ABOUT THIS EXERCISE =>
Please copy, character for character, each line from the beginning of the listing to the line containing "#[repr(transparent)]", including both.

MATERIAL FOR THE TASK =>
//! Domain identifiers (strongly-typed IDs).
//!
//! ID はストア側で採番される数値 (i64) です。
//! Phantom type パターンで `TaskId` / `GameId` / `UserId` を型レベルで区別し、
//! 中身は同じ i64 でも混同できないようにしています。
//!
//! serde では素の数値としてシリアライズされます（`{"game_id": 42}`）。

use serde::{Deserialize, Serialize};
use std::fmt;
use std::marker::PhantomData;

/// IdMarker は各 ID 型のマーカー trait
///
/// Display で使うプレフィックス（"task-", "game-", "user-"）を提供します。
pub trait IdMarker: Send + Sync + 'static {
    fn prefix() -> &'static str;
}

/// ジェネリック ID 型
///
/// ```ignore
/// let game_id = GameId::new(7);
/// let task_id = TaskId::new(7);
/// // game_id と task_id は異なる型なので、混同できない
/// ```
#[repr(transparent)]
#[derive(Debug, Clone, Copy, PartialEq, Eq, Hash, PartialOrd, Ord, Serialize, Deserialize)]
#[serde(transparent)]
pub struct Id<T: IdMarker> {
    value: i64,
    #[serde(skip)]
    _marker: PhantomData<T>,
}

impl<T: IdMarker> Id<T> {
    pub fn new(value: i64) -> Self {
        Self {
            value,
            _marker: PhantomData,
        }
    }

    /// ストア上の数値 ID
    pub fn value(&self) -> i64 {
        self.value
    }
}

impl<T: IdMarker> From<i64> for Id<T> {
    fn from(value: i64) -> Self {
        Self::new(value)
    }
}

impl<T: IdMarker> fmt::Display for Id<T> {
    fn fmt(&self, f: &mut fmt::Formatter<'_>) -> fmt::Result {
        write!(f, "{}{}", T::prefix(), self.value)
    }
}

// ========================================
// マーカー型の定義
// ========================================

/// Task のマーカー型
#[derive(Debug, Clone, Copy, PartialEq, Eq, Hash, PartialOrd, Ord)]
pub enum Task {}

impl IdMarker for Task {
    fn prefix() -> &'static str {
        "task-"
    }
}

/// Game のマーカー型
#[derive(Debug, Clone, Copy, PartialEq, Eq, Hash, PartialOrd, Ord)]
pub enum Game {}

impl IdMarker for Game {
    fn prefix() -> &'static str {
        "game-"
    }
}

/// User のマーカー型
#[derive(Debug, Clone, Copy, PartialEq, Eq, Hash, PartialOrd, Ord)]
pub enum User {}

impl IdMarker for User {
    fn prefix() -> &'static str {
        "user-"
    }
}

/// Identifier of a persisted async task.
pub type TaskId = Id<Task>;

/// Identifier of a game in the catalog.
pub type GameId = Id<Game>;

/// Identifier of a user who reserved a game.
pub type UserId = Id<User>;

#[cfg(test)]
mod tests {
    use super::*;

    #[test]
    fn ids_display_with_prefix() {
        assert_eq!(TaskId::new(3).to_string(), "task-3");
        assert_eq!(GameId::new(42).to_string(), "game-42");
        assert_eq!(UserId::new(9).to_string(), "user-9");
    }

    #[test]
    fn ids_serialize_as_plain_numbers() {
        let json = serde_json::to_string(&GameId::new(42)).unwrap();
        assert_eq!(json, "42");

        let back: GameId = serde_json::from_str(&json).unwrap();
        assert_eq!(back.value(), 42);
    }

    #[test]
    fn phantom_data_does_not_consume_memory() {
        use std::mem::size_of;
        assert_eq!(size_of::<TaskId>(), size_of::<i64>());
        assert_eq!(size_of::<GameId>(), size_of::<i64>());
    }
}
//! Transaction / UnitOfWork - 複数の書き込みをまとめて原子的に適用する
//!
//! ライフサイクルの遷移とタスクの挿入・削除は同じトランザクションで
//! コミットされなければなりません。ここでは書き込み集合（write set）を
//! 値として組み立て、`UnitOfWork::commit` が all-or-nothing で適用します。
//!
//! # 使用例
//! ```ignore
//! let mut tx = Transaction::new();
//! tx.update_game(game.id, game.version, GamePatch::status(GameStatus::PreRegister));
//! engine.schedule(&mut tx, Some(custom_id), &payload, publish_time)?;
//! uow.commit(tx).await?;
//! ```

use async_trait::async_trait;

use crate::domain::{GameId, GamePatch, NewTask, StoreError, TaskId, TaskStatus, TaskType};

#[derive(Debug, Clone, PartialEq, Eq)]
pub enum TxOp {
    InsertTask(NewTask),
    /// 0 行ならトランザクション全体が `VersionConflict` で失敗
    UpdateGame {
        id: GameId,
        expected_version: i64,
        patch: GamePatch,
    },
    DeleteTasksByCustomId {
        custom_id: String,
        task_type: TaskType,
        status: TaskStatus,
    },
}

#[derive(Debug, Clone, Default, PartialEq, Eq)]
pub struct Transaction {
    ops: Vec<TxOp>,
}

impl Transaction {
    pub fn new() -> Self {
        Self::default()
    }

    pub fn insert_task(&mut self, task: NewTask) {
        self.ops.push(TxOp::InsertTask(task));
    }

    pub fn update_game(&mut self, id: GameId, expected_version: i64, patch: GamePatch) {
        self.ops.push(TxOp::UpdateGame {
            id,
            expected_version,
            patch,
        });
    }

    pub fn delete_tasks_by_custom_id(
        &mut self,
        custom_id: impl Into<String>,
        task_type: TaskType,
        status: TaskStatus,
    ) {
        self.ops.push(TxOp::DeleteTasksByCustomId {
            custom_id: custom_id.into(),
            task_type,
            status,
        });
    }

    pub fn ops(&self) -> &[TxOp] {
        &self.ops
    }

    pub fn into_ops(self) -> Vec<TxOp> {
        self.ops
    }

    pub fn is_empty(&self) -> bool {
        self.ops.is_empty()
    }
}

/// コミット結果
#[derive(Debug, Clone, Default, PartialEq, Eq)]
pub struct CommitReport {
    pub inserted: Vec<TaskId>,
    pub deleted: u64,
}

#[async_trait]
pub trait UnitOfWork: Send + Sync {
    async fn commit(&self, tx: Transaction) -> Result<CommitReport, StoreError>;
}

SOLUTION =>
//! Domain identifiers (strongly-typed IDs).
//!
//! ID はストア側で採番される数値 (i64) です。
//! Phantom type パターンで `TaskId` / `GameId` / `UserId` を型レベルで区別し、
//! 中身は同じ i64 でも混同できないようにしています。
//!
//! serde では素の数値としてシリアライズされます（`{"game_id": 42}`）。

use serde::{Deserialize, Serialize};
use std::fmt;
use std::marker::PhantomData;

/// IdMarker は各 ID 型のマーカー trait
///
/// Display で使うプレフィックス（"task-", "game-", "user-"）を提供します。
pub trait IdMarker: Send + Sync + 'static {
    fn prefix() -> &'static str;
}

/// ジェネリック ID 型
///
/// ```ignore
/// let game_id = GameId::new(7);
/// let task_id = TaskId::new(7);
/// // game_id と task_id は異なる型なので、混同できない
/// ```
#[repr(transparent)]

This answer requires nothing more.